■ What is required ■
What is the number of lines below that include the string "matched"? Provide that number alone.

::: Source data

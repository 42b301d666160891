use std::collections::BTreeSet;

use once_cell::sync::Lazy;
use regex::Regex;
use serde_json::Value;

use navigator_core::domain::safety::{PiiClass, Remediation, SafetyVerdict, ValidatorKind};

use super::{Direction, SafetyContext, SafetyValidator, PRIVACY_NOTICE};

pub const REDACTION_TOKEN: &str = "[REDACTED]";

static NAME_INTRO: Lazy<Regex> = Lazy::new(|| {
    Regex::new(concat!(
        r"(?i:\b(?:my\s+name\s+is|name\s+is|my\s+name's|call\s+me)\s+)",
        r"([A-Z][a-zA-Z'-]+(?:\s+[A-Z][a-zA-Z'-]+){0,2})",
    ))
    .expect("invalid NAME_INTRO regex")
});

static PHONE: Lazy<Regex> = Lazy::new(|| {
    Regex::new(r"(?:\+?1[\s.-]?)?(?:\(\d{3}\)|\b\d{3})[\s.-]?\d{3}[\s.-]?\d{4}\b")
        .expect("invalid PHONE regex")
});

static EMAIL: Lazy<Regex> = Lazy::new(|| {
    Regex::new(r"\b[A-Za-z0-9._%+-]+@[A-Za-z0-9.-]+\.[A-Za-z]{2,}\b").expect("invalid EMAIL regex")
});

static SSN: Lazy<Regex> =
    Lazy::new(|| Regex::new(r"\b\d{3}-\d{2}-\d{4}\b").expect("invalid SSN regex"));

static LABELLED_MEMBER_ID: Lazy<Regex> = Lazy::new(|| {
    Regex::new(concat!(
        r"(?i:\b(?:member|policy|subscriber|insurance|group)\s*(?:id|number|no\.?|#)\s*",
        r"(?:is\s+|:\s*|#\s*)?)([A-Za-z0-9][A-Za-z0-9-]{4,19})\b",
    ))
    .expect("invalid LABELLED_MEMBER_ID regex")
});

static BARE_MEMBER_ID: Lazy<Regex> =
    Lazy::new(|| Regex::new(r"\b[A-Z]{2,4}\d{6,12}\b").expect("invalid BARE_MEMBER_ID regex"));

/// Words that carry no request content on their own once identifiers are removed.
const FILLER_WORDS: [&str; 22] = [
    "a", "am", "and", "at", "call", "email", "hi", "hello", "i", "id", "is", "it", "me", "my",
    "name", "number", "phone", "ssn", "the", "this", "to", "your",
];

/// Which identifier classes a redaction pass removes.
#[derive(Clone, Copy, Debug, PartialEq, Eq)]
pub enum PiiScope {
    /// Everything: user text entering the pipeline and tool arguments.
    All,
    /// Text heading back to the user. Facility phone numbers and names stay readable.
    Outbound,
}

impl PiiScope {
    fn includes(&self, class: PiiClass) -> bool {
        match self {
            Self::All => true,
            Self::Outbound => {
                matches!(class, PiiClass::Email | PiiClass::Ssn | PiiClass::InsuranceId)
            }
        }
    }
}

#[derive(Clone, Debug, PartialEq, Eq)]
pub struct Redaction {
    pub text: String,
    pub classes: Vec<PiiClass>,
    /// Original substrings that were removed, in order of appearance.
    pub removed: Vec<String>,
}

impl Redaction {
    pub fn changed(&self) -> bool {
        !self.removed.is_empty()
    }

    /// True when nothing meaningful survives the redaction.
    pub fn is_insufficient(&self) -> bool {
        self.changed() && !has_meaningful_words(&self.text)
    }
}

#[derive(Clone, Debug, Default)]
pub struct PiiRedactor;

impl PiiRedactor {
    pub fn new() -> Self {
        Self
    }

    pub fn redact(&self, text: &str, scope: PiiScope, known_identifiers: &[String]) -> Redaction {
        let mut spans: Vec<(usize, usize, Option<PiiClass>)> = Vec::new();

        if scope.includes(PiiClass::Name) {
            collect_group(&NAME_INTRO, text, PiiClass::Name, &mut spans);
        }
        if scope.includes(PiiClass::Email) {
            collect_match(&EMAIL, text, PiiClass::Email, &mut spans);
        }
        if scope.includes(PiiClass::Ssn) {
            collect_match(&SSN, text, PiiClass::Ssn, &mut spans);
        }
        if scope.includes(PiiClass::InsuranceId) {
            collect_group(&LABELLED_MEMBER_ID, text, PiiClass::InsuranceId, &mut spans);
            collect_match(&BARE_MEMBER_ID, text, PiiClass::InsuranceId, &mut spans);
        }
        if scope.includes(PiiClass::Phone) {
            collect_match(&PHONE, text, PiiClass::Phone, &mut spans);
        }
        for identifier in known_identifiers {
            let identifier = identifier.trim();
            if identifier.chars().count() < 4 {
                continue;
            }
            for (start, matched) in text.match_indices(identifier) {
                spans.push((start, start + matched.len(), None));
            }
        }

        if spans.is_empty() {
            return Redaction { text: text.to_string(), classes: Vec::new(), removed: Vec::new() };
        }

        spans.sort_by_key(|(start, end, _)| (*start, std::cmp::Reverse(*end)));
        let mut merged: Vec<(usize, usize)> = Vec::new();
        let mut classes = BTreeSet::new();
        for (start, end, class) in spans {
            if let Some(class) = class {
                classes.insert(class);
            }
            match merged.last_mut() {
                Some((_, last_end)) if start <= *last_end => *last_end = (*last_end).max(end),
                _ => merged.push((start, end)),
            }
        }

        let mut output = String::with_capacity(text.len());
        let mut removed = Vec::with_capacity(merged.len());
        let mut cursor = 0;
        for (start, end) in merged {
            output.push_str(&text[cursor..start]);
            output.push_str(REDACTION_TOKEN);
            removed.push(text[start..end].to_string());
            cursor = end;
        }
        output.push_str(&text[cursor..]);

        Redaction { text: output, classes: classes.into_iter().collect(), removed }
    }

    /// Redacts every string inside a JSON value, keys excluded.
    pub fn redact_value(&self, value: &Value, known_identifiers: &[String]) -> (Value, bool) {
        match value {
            Value::String(text) => {
                let redaction = self.redact(text, PiiScope::All, known_identifiers);
                let changed = redaction.changed();
                (Value::String(redaction.text), changed)
            }
            Value::Array(items) => {
                let mut changed = false;
                let items = items
                    .iter()
                    .map(|item| {
                        let (item, item_changed) = self.redact_value(item, known_identifiers);
                        changed |= item_changed;
                        item
                    })
                    .collect();
                (Value::Array(items), changed)
            }
            Value::Object(map) => {
                let mut changed = false;
                let map = map
                    .iter()
                    .map(|(key, item)| {
                        let (item, item_changed) = self.redact_value(item, known_identifiers);
                        changed |= item_changed;
                        (key.clone(), item)
                    })
                    .collect();
                (Value::Object(map), changed)
            }
            other => (other.clone(), false),
        }
    }

    /// Identifiers found in text, used to recognise them again later in the session.
    pub fn identifiers_in(&self, text: &str) -> Vec<String> {
        self.redact(text, PiiScope::All, &[]).removed
    }
}

impl SafetyValidator for PiiRedactor {
    fn kind(&self) -> ValidatorKind {
        ValidatorKind::Pii
    }

    fn evaluate(&self, text: &str, context: &SafetyContext<'_>) -> SafetyVerdict {
        let scope = match context.direction {
            Direction::Inbound => PiiScope::All,
            Direction::Outbound => PiiScope::Outbound,
        };
        let redaction = self.redact(text, scope, context.known_identifiers);

        if !redaction.changed() {
            return SafetyVerdict::pass(ValidatorKind::Pii);
        }
        if redaction.is_insufficient() {
            return SafetyVerdict::intercept(
                ValidatorKind::Pii,
                "redaction_insufficient",
                Remediation::Message { text: PRIVACY_NOTICE.to_string() },
            );
        }
        SafetyVerdict::intercept(
            ValidatorKind::Pii,
            "pii_redacted",
            Remediation::Redacted { text: redaction.text, classes: redaction.classes },
        )
    }
}

fn collect_match(
    pattern: &Regex,
    text: &str,
    class: PiiClass,
    spans: &mut Vec<(usize, usize, Option<PiiClass>)>,
) {
    spans.extend(pattern.find_iter(text).map(|found| (found.start(), found.end(), Some(class))));
}

fn collect_group(
    pattern: &Regex,
    text: &str,
    class: PiiClass,
    spans: &mut Vec<(usize, usize, Option<PiiClass>)>,
) {
    for captures in pattern.captures_iter(text) {
        if let Some(group) = captures.get(1) {
            spans.push((group.start(), group.end(), Some(class)));
        }
    }
}

fn has_meaningful_words(text: &str) -> bool {
    text.replace(REDACTION_TOKEN, " ")
        .split(|character: char| !character.is_ascii_alphanumeric() && character != '\'')
        .filter(|word| word.chars().any(|character| character.is_ascii_alphabetic()))
        .any(|word| !FILLER_WORDS.contains(&word.to_ascii_lowercase().as_str()))
}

::::::

■ Solution ■
2